In this paper we present EdaFold, a fragment based approach for protein folding using an Estimation of Distribution Algorithm [18] in order to share information between parallel simulations and enhance the search process. The proposed method tackles the coarse-grained PSP problem and could improve the quality of predicted structures for most of the tested targets compared to Rosetta. It was observed on a benchmark of target proteins that EdaFold could generate coarse-grained decoys with significantly lower energy than Rosetta. Whereas this result showed the efficiency of the minimization process, some targets present abnormal energy/ root mean square deviation (CARMSD ) to native correlation which, to a certain extent, misleads the search process. This discrepancy is caused by the quality of the low resolution energy function. On the majority of the targets, EdaFold is able to sample more efficiently near the native structure compared to Rosetta AbInitio protocol.
It has been shown recently that coarse-grained conformational sampling (where only backbone atoms are present) is the key step in ab initio protein folding in order to obtain models that pass the stringent test of molecular replacement [6]. Indeed, optimizing an all-atom model is a waste of computing power when the backbone conformation is far from the native structure. This study thus focuses on coarse-grained conformational sampling improvement, in order to enrich the population of generated decoys with more models near the native fold.

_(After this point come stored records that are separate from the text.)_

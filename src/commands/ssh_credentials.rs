use crate::commands::storage_err;
use crate::models::ssh_credential::{NewSshCredential, SshCredential};
use crate::state::AppState;
use crate::storage::RecordStore;

#[tauri::command]
pub async fn list_ssh_credentials(
    state: tauri::State<'_, AppState>,
    include_secrets: Option<bool>,
) -> Result<Vec<SshCredential>, String> {
    list_ssh_credentials_internal(&state.store, include_secrets.unwrap_or(false)).await
}

#[tauri::command]
pub async fn create_ssh_credential(
    state: tauri::State<'_, AppState>,
    credential: NewSshCredential,
) -> Result<SshCredential, String> {
    create_ssh_credential_internal(&state.store, credential).await
}

#[tauri::command]
pub async fn delete_ssh_credential(
    state: tauri::State<'_, AppState>,
    id: String,
) -> Result<(), String> {
    delete_ssh_credential_internal(&state.store, &id).await
}

#[tauri::command]
pub async fn set_ssh_credential_active(
    state: tauri::State<'_, AppState>,
    id: String,
    is_active: bool,
) -> Result<SshCredential, String> {
    set_ssh_credential_active_internal(&state.store, &id, is_active).await
}

pub async fn list_ssh_credentials_internal<S: RecordStore>(
    store: &S,
    include_secrets: bool,
) -> Result<Vec<SshCredential>, String> {
    let credentials = store.list_ssh_credentials().await.map_err(storage_err)?;
    if include_secrets {
        return Ok(credentials);
    }
    Ok(credentials.iter().map(SshCredential::masked).collect())
}

/// Inserts after dropping secret fields that do not apply to the chosen
/// auth type, mirroring the entry form.
pub async fn create_ssh_credential_internal<S: RecordStore>(
    store: &S,
    credential: NewSshCredential,
) -> Result<SshCredential, String> {
    let created = store
        .insert_ssh_credential(credential.normalized())
        .await
        .map_err(storage_err)?;
    log::info!("stored SSH credential for {}@{}", created.username, created.host);
    Ok(created.masked())
}

pub async fn delete_ssh_credential_internal<S: RecordStore>(
    store: &S,
    id: &str,
) -> Result<(), String> {
    store.delete_ssh_credential(id).await.map_err(storage_err)
}

pub async fn set_ssh_credential_active_internal<S: RecordStore>(
    store: &S,
    id: &str,
    is_active: bool,
) -> Result<SshCredential, String> {
    let updated = store
        .set_ssh_credential_active(id, is_active)
        .await
        .map_err(storage_err)?;
    Ok(updated.masked())
}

Rosetta’s low resolution energy function, used in coarse-grained sampling, is not as accurate as its all-atom counterpart. Often, some low energy conformations will be far from the target’s native structure. Nevertheless, it has been observed in many cases that the region containing the highest concentration of low energy conformations is located near the target’s native structure [19]. Since the majority of low energy conformations belong to the same region of the search space they share some common, native-like, structural properties. However, the size of the conformational search space leads to the design of methods that are able to sample broadly and thus are unlikely to focus on the native-like region. The goal of our approach is to enhance the search in the native-like region by defining some probability mass functions (PMFs) over the fragment library used to generate the conformations. We borrow some principles from a kind of evolutionary algorithms, the so called Estimation of Distribution Algorithms, and apply them to the PSP problem. Some features of proteins are easy to predict and will be frequently present in low energy decoys. The probability of selecting the corresponding fragments will be high. This can be exploited to design a sampling algorithm that spares useless effort on easy regions of the protein and spends more time on trying to minimize difficult ones.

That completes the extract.